# Stored data entries
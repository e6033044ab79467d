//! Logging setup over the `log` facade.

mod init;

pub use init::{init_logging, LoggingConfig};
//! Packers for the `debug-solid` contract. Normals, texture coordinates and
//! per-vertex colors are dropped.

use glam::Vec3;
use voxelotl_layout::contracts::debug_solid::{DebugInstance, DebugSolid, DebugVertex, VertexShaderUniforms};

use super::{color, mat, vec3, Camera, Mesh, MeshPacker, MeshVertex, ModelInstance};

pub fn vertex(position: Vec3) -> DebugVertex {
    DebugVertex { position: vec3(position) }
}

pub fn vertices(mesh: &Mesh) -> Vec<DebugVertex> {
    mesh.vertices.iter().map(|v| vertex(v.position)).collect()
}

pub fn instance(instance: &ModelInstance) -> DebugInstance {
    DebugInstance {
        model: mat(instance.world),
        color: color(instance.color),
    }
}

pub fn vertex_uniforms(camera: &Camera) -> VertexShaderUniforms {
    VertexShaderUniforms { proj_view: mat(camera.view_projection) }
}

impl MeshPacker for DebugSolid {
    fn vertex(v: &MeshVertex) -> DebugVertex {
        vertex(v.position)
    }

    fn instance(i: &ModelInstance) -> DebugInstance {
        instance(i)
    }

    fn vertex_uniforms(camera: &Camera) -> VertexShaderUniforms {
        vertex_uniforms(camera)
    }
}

# Task statement
Reproduce exactly what appears from the line containing "impl MeshPacker for" down to the final line of the data.

# Output
impl MeshPacker for DebugSolid {
    fn vertex(v: &MeshVertex) -> DebugVertex {
        vertex(v.position)
    }

    fn instance(i: &ModelInstance) -> DebugInstance {
        instance(i)
    }

    fn vertex_uniforms(camera: &Camera) -> VertexShaderUniforms {
        vertex_uniforms(camera)
    }
}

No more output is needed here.